Eduardo noticed Sam studying them. “Ranger boats,” he said as if to head off her question.
“Shouldn’t they be on patrol out in the reserve?” she asked.
“The Navy must give permission.”
He had to be kidding. The Navy chauffeured the Galápagos police around; did they control where all the local authorities went? “The park rangers have to get permission from the Navy to go on patrol?”
“Go, Navy,” murmured Jerry Roberson from her other side. He was probably trying to rile her; she pretended she hadn’t heard.
Eduardo shrugged, and then glanced toward the boats again. “Today, no permission. Tomorrow, maybe.”
“It must be nice for the park rangers to get a day off,” Sandy chirped.
Beside his wife, Jerry rolled his eyes. Both Tony and Eduardo noticed and stifled smiles. Then the dinghy bumped up on the rocky beach, and they climbed out to join the others.
“This morning, all are on their own,” Eduardo reminded the group. “Those who want to take the additional bus tour, meet at Darwin Station entrance at one p.m. Dinner is also on your own this evening. We will all meet here on the beach tonight at eight to return to Papagayo.”
The group scattered like cockroaches under a bright light. Most headed for the closest shops. Sam strolled toward the main street.

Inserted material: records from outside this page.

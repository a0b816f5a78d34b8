//! Lifecycle Manager: the single writer of session state.
//!
//! Each poll gathers facts from the tracker, SCM and runtime, runs the pure
//! [`transition::decide`] function, appends the resulting event, persists the
//! record, and only then dispatches reactions for the new events. Sessions
//! are polled concurrently under a bounded pool; each session is guarded by
//! its own lock and cancellation token in [`SessionCoordinator`].

pub mod cleanup;
pub mod context;
pub mod coordinator;
pub mod manager;
mod observe;
mod perf;
pub mod prompts;
pub mod reaction;
pub mod transition;
pub mod webhook;

pub use cleanup::{teardown_resources, TeardownReport};
pub use context::LifecycleContext;
pub use coordinator::{SessionCoordinator, SessionSlot};
pub use manager::{LifecycleManager, PollOutcome, ScanReport};
pub use perf::LifecyclePerfSnapshot;
pub use transition::{decide, is_valid_transition, Decision, ObservedFacts, SessionView};
pub use webhook::{WebhookOutcome, WebhookRejection};
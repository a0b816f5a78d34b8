use std::path::PathBuf;

use serde::{Deserialize, Serialize};

use crate::ids::ProjectId;

/// Project facts handed to every plugin call.
#[derive(Debug, Clone, PartialEq, Eq, Serialize, Deserialize)]
pub struct ProjectContext {
    pub id: ProjectId,
    /// `owner/name` on the code host.
    pub repository: String,
    /// Local checkout that workspaces are derived from.
    pub path: PathBuf,
    pub default_branch: String,
}
impl ScanReport {
    fn record(&mut self, outcome: &OrchestratorResult<PollOutcome>) {
        self.sessions += 1;
        match outcome {
            Ok(PollOutcome::Transitioned(_)) => self.transitions += 1,
            Ok(PollOutcome::Archived(_)) => self.archived += 1,
            Ok(PollOutcome::Busy) => self.skipped_busy += 1,
            Ok(_) => {}
            Err(_) => self.failed += 1,
        }
    }
}

#[derive(Debug, Clone, Copy, PartialEq, Eq)]
enum LockMode {
    Try,
    Wait,
}

#[derive(Debug, Clone)]
struct Cycle {
    lock: LockMode,
    observe: bool,
    webhook: Option<Value>,
}

impl Cycle {
    fn scan() -> Self {
        Self {
            lock: LockMode::Try,
            observe: true,
            webhook: None,
        }
    }

    fn direct() -> Self {
        Self {
            lock: LockMode::Wait,
            observe: true,
            webhook: None,
        }
    }

    fn recovery() -> Self {
        Self {
            lock: LockMode::Wait,
            observe: false,
            webhook: None,
        }
    }
}

struct PollerState {
    stop_tx: Option<oneshot::Sender<()>>,
    task: JoinHandle<()>,
}

/// Single writer of session state: polls, transitions, reacts, and retires
/// sessions. Clones share the same context, counters and poller.
#[derive(Clone)]
pub struct LifecycleManager {
    ctx: Arc<LifecycleContext>,
    perf: Arc<LifecyclePerfCounters>,
    poller: Arc<Mutex<Option<PollerState>>>,
}
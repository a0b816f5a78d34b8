use std::collections::BTreeMap;
use std::fs::{self, OpenOptions};
use std::io::Write;
use std::path::Path;

use orchestrator_protocol::{OrchestratorError, OrchestratorResult};
use serde::{Deserialize, Serialize};
use tracing::warn;

use crate::event_log::persistence;

#[derive(Debug, Clone, Copy, PartialEq, Eq, Serialize, Deserialize)]
#[serde(rename_all = "snake_case")]
pub enum ReactionStatus {
    /// Durably recorded before the side effect starts.
    Claimed,
    Succeeded,
    Failed,
    DeadLettered,
    /// A claim interrupted before its outcome was written. The side effect
    /// may have happened, so it is never run again.
    Unknown,
}

impl ReactionStatus {
    pub const fn is_settled(self) -> bool {
        matches!(self, Self::Succeeded | Self::DeadLettered | Self::Unknown)
    }
}

/// One line of a session's reaction ledger. The latest line for a
/// `(sequence, kind)` pair is its current outcome.
#[derive(Debug, Clone, PartialEq, Eq, Serialize, Deserialize)]
pub struct ReactionLedgerEntry {
    pub sequence: u64,
    pub kind: String,
    pub status: ReactionStatus,
    pub attempt: u32,
    #[serde(default, skip_serializing_if = "Option::is_none")]
    pub detail: Option<String>,
    /// Unix milliseconds before which a failed reaction is not retried.
    #[serde(default, skip_serializing_if = "Option::is_none")]
    pub retry_at_ms: Option<u64>,
    pub recorded_at: String,
}

pub type ReactionOutcomes = BTreeMap<(u64, String), ReactionLedgerEntry>;

pub(crate) fn append_entry(path: &Path, entry: &ReactionLedgerEntry) -> OrchestratorResult<()> {
    let mut line = serde_json::to_string(entry)
        .map_err(|err| OrchestratorError::Persistence(err.to_string()))?;
    line.push('\n');
    let mut file = OpenOptions::new()
        .create(true)
        .append(true)
        .open(path)
        .map_err(|err| persistence(path, "open", err))?;
    file.write_all(line.as_bytes())
        .map_err(|err| persistence(path, "append to", err))?;
    file.sync_data()
        .map_err(|err| persistence(path, "sync", err))
}

pub(crate) fn read_outcomes(path: &Path) -> OrchestratorResult<ReactionOutcomes> {
    let raw = match fs::read_to_string(path) {
        Ok(raw) => raw,
        Err(err) if err.kind() == std::io::ErrorKind::NotFound => return Ok(BTreeMap::new()),
        Err(err) => return Err(persistence(path, "read", err)),
    };

    let mut outcomes = BTreeMap::new();
    for line in raw.lines().filter(|line| !line.trim().is_empty()) {
        match serde_json::from_str::<ReactionLedgerEntry>(line) {
            Ok(entry) => {
                outcomes.insert((entry.sequence, entry.kind.clone()), entry);
            }
            Err(error) => {
                warn!(path = %path.display(), error = %error, "skipping unparseable reaction ledger line");
            }
        }
    }
    Ok(outcomes)
}
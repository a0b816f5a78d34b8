use std::ffi::OsString;
use std::process::Output;
use std::sync::Arc;

use orchestrator_protocol::command::{
    classify_remote_failure, command_output_detail, parse_json, render_args, run_blocking,
    spawn_error,
};
use orchestrator_protocol::{CommandRunner, OrchestratorError, OrchestratorResult};
use serde::de::DeserializeOwned;
use tracing::debug;

/// Thin wrapper over the `gh` binary. Every call passes an argument vector;
/// nothing is routed through a shell.
#[derive(Clone)]
pub struct GhCli {
    runner: Arc<dyn CommandRunner>,
    binary: String,
}

impl GhCli {
    pub fn new(runner: Arc<dyn CommandRunner>, binary: impl Into<String>) -> OrchestratorResult<Self> {
        let binary = binary.into();
        if binary.trim().is_empty() {
            return Err(OrchestratorError::Configuration(
                "github.binary is empty. Provide a valid gh binary path.".to_owned(),
            ));
        }

        Ok(Self { runner, binary })
    }

    pub fn binary(&self) -> &str {
        &self.binary
    }

    /// Runs without checking the exit status.
    pub async fn run_raw(&self, args: Vec<OsString>) -> OrchestratorResult<Output> {
        debug!(binary = %self.binary, args = %render_args(&args), "running gh");
        run_blocking(self.runner.clone(), self.binary.clone(), args, None)
            .await
            .map_err(|error| {
                spawn_error(
                    &self.binary,
                    &error,
                    "Install gh and authenticate with `gh auth login`.",
                )
            })
    }

    pub async fn run(&self, args: Vec<OsString>) -> OrchestratorResult<Output> {
        let output = self.run_raw(args.clone()).await?;
        if output.status.success() {
            return Ok(output);
        }

        Err(self.command_failed(&args, &output))
    }

    pub async fn json<T: DeserializeOwned>(
        &self,
        what: &str,
        args: Vec<OsString>,
    ) -> OrchestratorResult<T> {
        let output = self.run(args).await?;
        parse_json(what, &output.stdout)
    }

    pub fn command_failed(&self, args: &[OsString], output: &Output) -> OrchestratorError {
        let detail = command_output_detail(output);
        let message = format!(
            "GitHub CLI command failed (`{} {}`): {detail}",
            self.binary,
            render_args(args)
        );
        if classify_remote_failure(&detail).is_transient() {
            OrchestratorError::TransientExternal(message)
        } else {
            OrchestratorError::PermanentExternal(message)
        }
    }
}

Free from a diving schedule for a day, she finally had the chance to explore Puerto Ayora. The town was a happening place, at least for the Galápagos. A handful of hotels and a smattering of restaurants overlooked Aca
demy Bay, which was wall to wall with boats of all kinds. People seemed to be stacked on top of one another. It hadn’t seemed so bad the first night she’d been here, but after three days in the quiet reserve with only a few other boats on the horizon, the jumble of multistory buildings, paved streets, and billboards seemed glaring and intrusive. Ancient cars deposited clouds of black exhaust in the air, and the low rumble of motorbikes lent a bass track to the overall din.

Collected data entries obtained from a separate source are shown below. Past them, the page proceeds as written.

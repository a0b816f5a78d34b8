use std::fmt;
use std::str::FromStr;

use serde::{Deserialize, Serialize};

#[derive(Debug, Clone, Copy, PartialEq, Eq, Hash, Default, Serialize, Deserialize)]
#[serde(rename_all = "snake_case")]
pub enum SessionState {
    #[default]
    Spawning,
    Working,
    PrOpen,
    CiFailed,
    ReviewPending,
    ChangesRequested,
    Approved,
    Mergeable,
    Merged,
    Terminated,
    Abandoned,
    Failed,
}

pub const ALL_SESSION_STATES: [SessionState; 12] = [
    SessionState::Spawning,
    SessionState::Working,
    SessionState::PrOpen,
    SessionState::CiFailed,
    SessionState::ReviewPending,
    SessionState::ChangesRequested,
    SessionState::Approved,
    SessionState::Mergeable,
    SessionState::Merged,
    SessionState::Terminated,
    SessionState::Abandoned,
    SessionState::Failed,
];

impl SessionState {
    pub const fn as_str(self) -> &'static str {
        match self {
            Self::Spawning => "spawning",
            Self::Working => "working",
            Self::PrOpen => "pr_open",
            Self::CiFailed => "ci_failed",
            Self::ReviewPending => "review_pending",
            Self::ChangesRequested => "changes_requested",
            Self::Approved => "approved",
            Self::Mergeable => "mergeable",
            Self::Merged => "merged",
            Self::Terminated => "terminated",
            Self::Abandoned => "abandoned",
            Self::Failed => "failed",
        }
    }

    /// States from which no poll-driven transition leaves.
    pub const fn is_terminal(self) -> bool {
        matches!(self, Self::Terminated | Self::Abandoned | Self::Failed)
    }

    /// States in which the session tracks an open pull request.
    pub const fn is_pull_request_phase(self) -> bool {
        matches!(
            self,
            Self::PrOpen
                | Self::CiFailed
                | Self::ReviewPending
                | Self::ChangesRequested
                | Self::Approved
                | Self::Mergeable
        )
    }

    /// States whose record is torn down and archived once reactions settle.
    pub const fn requires_teardown(self) -> bool {
        matches!(self, Self::Merged | Self::Abandoned | Self::Failed)
    }
}

impl fmt::Display for SessionState {
    fn fmt(&self, f: &mut fmt::Formatter<'_>) -> fmt::Result {
        f.write_str(self.as_str())
    }
}

impl FromStr for SessionState {
    type Err = String;

    fn from_str(value: &str) -> Result<Self, Self::Err> {
        ALL_SESSION_STATES
            .iter()
            .copied()
            .find(|state| state.as_str() == value.trim())
            .ok_or_else(|| format!("unknown session state: {value}"))
    }
}
//! Per-call timeout and bounded retry for plugin calls.
//!
//! Every external call is raced against its own timer and, when it fails
//! with [`OrchestratorError::TransientExternal`] (or times out), retried with
//! exponential backoff and jitter. `max_retries` counts total attempts: a
//! call that fails `max_retries - 1` times and then succeeds returns success.

use std::future::Future;
use std::time::Duration;

use tokio_util::sync::CancellationToken;
use tracing::debug;

use crate::error::{OrchestratorError, OrchestratorResult};

pub const DEFAULT_MAX_RETRIES: u32 = 3;
pub const DEFAULT_BASE_DELAY_MS: u64 = 1_000;
pub const DEFAULT_MAX_DELAY_MS: u64 = 60_000;
pub const DEFAULT_JITTER_FACTOR: f64 = 0.2;
pub const DEFAULT_CALL_TIMEOUT_MS: u64 = 30_000;

#[derive(Debug, Clone, Copy, PartialEq)]
pub struct RetryPolicy {
    pub max_retries: u32,
    pub base_delay_ms: u64,
    pub max_delay_ms: u64,
    pub jitter_factor: f64,
}

impl Default for RetryPolicy {
    fn default() -> Self {
        Self {
            max_retries: DEFAULT_MAX_RETRIES,
            base_delay_ms: DEFAULT_BASE_DELAY_MS,
            max_delay_ms: DEFAULT_MAX_DELAY_MS,
            jitter_factor: DEFAULT_JITTER_FACTOR,
        }
    }
}

impl RetryPolicy {
    /// Delay before retry number `attempt` (zero-based).
    pub fn delay_for_attempt(&self, attempt: u32) -> Duration {
        Duration::from_millis(backoff_delay_ms(
            attempt,
            self.base_delay_ms,
            self.max_delay_ms,
            self.jitter_factor,
            rand::random::<f64>(),
        ))
    }
}

/// `min(max, base * 2^attempt) * (1 + (random * 2 - 1) * jitter)`.
///
/// `random` is expected in `[0.0, 1.0)`, so a jitter factor of 0.2 spreads
/// the delay by up to 20% either side of the capped exponential value.
#[allow(
    clippy::cast_precision_loss,
    clippy::cast_possible_truncation,
    clippy::cast_sign_loss
)]
pub fn backoff_delay_ms(
    attempt: u32,
    base_delay_ms: u64,
    max_delay_ms: u64,
    jitter_factor: f64,
    random: f64,
) -> u64 {
    let exponential = base_delay_ms.saturating_mul(1u64 << attempt.min(31));
    let capped = exponential.min(max_delay_ms);
    let jitter = 1.0 + (random * 2.0 - 1.0) * jitter_factor.clamp(0.0, 1.0);
    ((capped as f64) * jitter).round().max(0.0) as u64
}

#[derive(Debug, Clone, Copy, PartialEq)]
pub struct CallPolicy {
    pub timeout: Duration,
    pub retry: RetryPolicy,
}

impl Default for CallPolicy {
    fn default() -> Self {
        Self {
            timeout: Duration::from_millis(DEFAULT_CALL_TIMEOUT_MS),
            retry: RetryPolicy::default(),
        }
    }
}

impl CallPolicy {
    /// Same timeout, no retries. Reactions use this so the reaction ledger
    /// owns their retry schedule.
    pub fn single_attempt(&self) -> Self {
        Self {
            timeout: self.timeout,
            retry: RetryPolicy {
                max_retries: 1,
                ..self.retry
            },
        }
    }
}

pub async fn call_with_policy<T, F, Fut>(
    operation: &str,
    policy: &CallPolicy,
    cancel: &CancellationToken,
    mut call: F,
) -> OrchestratorResult<T>
where
    F: FnMut() -> Fut,
    Fut: Future<Output = OrchestratorResult<T>>,
{
    let max_attempts = policy.retry.max_retries.max(1);
    let mut attempt = 0;
    loop {
        if cancel.is_cancelled() {
            return Err(OrchestratorError::Cancelled(operation.to_owned()));
        }

        let outcome = tokio::select! {
            biased;
            _ = cancel.cancelled() => {
                return Err(OrchestratorError::Cancelled(operation.to_owned()));
            }
            outcome = tokio::time::timeout(policy.timeout, call()) => outcome,
        };

        let error = match outcome {
            Ok(Ok(value)) => return Ok(value),
            Ok(Err(error)) => error,
            Err(_) => OrchestratorError::TransientExternal(format!(
                "{operation} timed out after {}ms",
                policy.timeout.as_millis()
            )),
        };

        attempt += 1;
        if !error.is_transient() || attempt >= max_attempts {
            return Err(error);
        }

        let delay = policy.retry.delay_for_attempt(attempt - 1);
        debug!(
            operation,
            attempt,
            delay_ms = delay.as_millis() as u64,
            error = %error,
            "retrying external call"
        );
        tokio::select! {
            biased;
            _ = cancel.cancelled() => {
                return Err(OrchestratorError::Cancelled(operation.to_owned()));
            }
            _ = tokio::time::sleep(delay) => {}
        }
    }
}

As she walked toward Darwin Station, her hand protectively draped over her camera, she passed dozens of T-shirt vendors. I ♥ boobies! seemed to be the most popular souvenir slogan from the Galápagos.
“Miss!” “Welcome!” “Visit my shop!” Overly cheerful voices beckoned from doorways as she approached, to be replaced by “Later, yes?” and “This afternoon!” as she passed. She spotted Ken and Brandon in one outdoor stall. They seemed more enthusiastic about the selection of beach towels than they had about the unusual wildlife they had witnessed over the past few days.

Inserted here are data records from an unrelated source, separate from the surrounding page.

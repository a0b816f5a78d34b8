use std::sync::Arc;

use orchestrator_lifecycle::{teardown_resources, LifecycleContext};
use orchestrator_protocol::event::{EVENT_SESSION_MESSAGE_SENT, EVENT_SESSION_TERMINATED};
use orchestrator_protocol::{
    call_with_policy, IssueId, OrchestratorError, OrchestratorResult, ProjectId, RuntimeHandle,
    SessionId, SessionState,
};
use orchestrator_store::SessionRecord;
use serde_json::json;
use tokio_util::sync::CancellationToken;
use tracing::{info, warn};

use crate::spawn::{spawn_session, SpawnOptions};

/// Creates and destroys sessions. Shares the lifecycle context so both
/// managers contend on the same per-session locks and cancellation tokens.
#[derive(Clone)]
pub struct SessionManager {
    ctx: Arc<LifecycleContext>,
}

impl SessionManager {
    pub fn new(ctx: Arc<LifecycleContext>) -> Self {
        Self { ctx }
    }

    /// Fails with `Configuration` before any side effect when the project
    /// did not pass plugin validation.
    pub async fn spawn(
        &self,
        project_id: &ProjectId,
        issue_id: &IssueId,
        options: SpawnOptions,
    ) -> OrchestratorResult<SessionRecord> {
        let project = self.ctx.project(project_id)?;
        spawn_session(&self.ctx, project, issue_id, &options).await
    }

    pub fn list(&self) -> OrchestratorResult<Vec<SessionRecord>> {
        self.ctx.store.list_records()
    }

    /// Active record, or the newest archived one for a destroyed session.
    pub fn get(&self, session_id: &SessionId) -> OrchestratorResult<SessionRecord> {
        if let Some(record) = self.ctx.store.read_record(session_id)? {
            return Ok(record);
        }
        self.ctx
            .store
            .read_archived_record(session_id)?
            .ok_or_else(|| OrchestratorError::NotFound(format!("session {session_id}")))
    }

    /// Cancels any in-flight cycle, tears the session down, and archives it.
    ///
    /// Teardown failures are recorded as resource leaks and do not stop the
    /// session from being marked terminated. A session that already reached
    /// a terminal state is archived as is and returned unchanged.
    pub async fn terminate(
        &self,
        session_id: &SessionId,
        destroy_workspace: bool,
    ) -> OrchestratorResult<SessionRecord> {
        let slot = self.ctx.coordinator.cancel(session_id);
        let _guard = slot.lock().await;

        let Some(mut record) = self.ctx.store.read_record(session_id)? else {
            self.ctx.coordinator.forget(session_id);
            return self.get(session_id);
        };
        if record.state.is_terminal() {
            self.ctx.archive(&record)?;
            return Ok(record);
        }

        let project = self.ctx.project(&record.project)?;
        // The session's own token is already cancelled; teardown runs on a
        // fresh one so it is not cut short.
        let teardown = CancellationToken::new();
        let report =
            teardown_resources(&self.ctx, project, &mut record, destroy_workspace, &teardown)
                .await?;

        let from = record.state;
        self.ctx.emit(
            &mut record,
            EVENT_SESSION_TERMINATED,
            json!({
                "from": from,
                "reason": "operator",
                "runtime_destroyed": report.runtime_destroyed,
                "workspace_destroyed": report.workspace_destroyed,
                "leaks": report.leaks,
            }),
        )?;
        record.state = SessionState::Terminated;
        self.ctx.persist(&mut record)?;
        self.ctx.archive(&record)?;
        info!(
            session_id = %session_id,
            from = %from,
            leaks = report.leaks.len(),
            "session terminated"
        );
        Ok(record)
    }

    /// Forwards an operator message to the session's agent.
    pub async fn send(&self, session_id: &SessionId, message: &str) -> OrchestratorResult<()> {
        let slot = self.ctx.coordinator.slot(session_id);
        let _guard = slot.lock().await;
        if slot.is_cancelled() {
            return Err(OrchestratorError::Cancelled(format!(
                "session {session_id} is being terminated"
            )));
        }
        let Some(mut record) = self.ctx.store.read_record(session_id)? else {
            self.ctx.coordinator.forget(session_id);
            return Err(OrchestratorError::NotFound(format!(
                "active session {session_id}"
            )));
        };
        let handle = live_handle(&record)?;
        let project = self.ctx.project(&record.project)?;
        let runtime = &project.plugins.runtime;

        call_with_policy(
            "runtime.send_message",
            &self.ctx.call_policy.single_attempt(),
            slot.cancel_token(),
            || runtime.send_message(&handle, message),
        )
        .await
        .map_err(|error| {
            warn!(session_id = %session_id, error = %error, "operator message not delivered");
            error
        })?;

        self.ctx.emit(
            &mut record,
            EVENT_SESSION_MESSAGE_SENT,
            json!({ "source": "operator", "chars": message.chars().count() }),
        )?;
        self.ctx.persist(&mut record)
    }

    /// Recent runtime output, newest last.
    pub async fn output(&self, session_id: &SessionId, lines: usize) -> OrchestratorResult<String> {
        let record = self.active_record(session_id)?;
        let handle = live_handle(&record)?;
        let project = self.ctx.project(&record.project)?;
        let runtime = &project.plugins.runtime;
        let cancel = self.ctx.coordinator.slot(session_id).cancel_token().clone();
        call_with_policy("runtime.get_output", &self.ctx.call_policy, &cancel, || {
            runtime.get_output(&handle, lines)
        })
        .await
    }

    fn active_record(&self, session_id: &SessionId) -> OrchestratorResult<SessionRecord> {
        self.ctx
            .store
            .read_record(session_id)?
            .ok_or_else(|| OrchestratorError::NotFound(format!("active session {session_id}")))
    }
}

fn live_handle(record: &SessionRecord) -> OrchestratorResult<RuntimeHandle> {
    record.runtime_handle.clone().ok_or_else(|| {
        OrchestratorError::Runtime(format!(
            "session {} has no running runtime ({})",
            record.id, record.state
        ))
    })
}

She turned down a path toward the Charles Darwin Research Station. Although it was not yet nine o’clock in the morning, at least a hundred tourists crowded the sprawling complex of buildings, tortoise pens, and plots of native plants. From her backpack, her cell phone chimed. Chase? She eagerly pulled it out and answered.
“Way to go, WildWest!” Tad Wyatt shouted.
She jerked the phone away to save her eardrums, and then had to bring it back to say, “What?”
“We’re number one in the rankings for the Kazaki story today!” he chortled. “Wilderness has almost four hundred comments and Zing’s already over a thousand. And everybody’s liking and friending Out There.”
Had Wyatt forgotten the reason for the attention? “Nothing like death to bring ’em in,” she said bitterly.
“Got that right!” His enthusiasm made her nauseous. “A San Diego television station picked up the story, too. They showed our website on the late news last night.”
San Diego? Sam could guess which station it would be, and which anchorman. She’d been on a television news roller coaster ride once before with Adam Steele.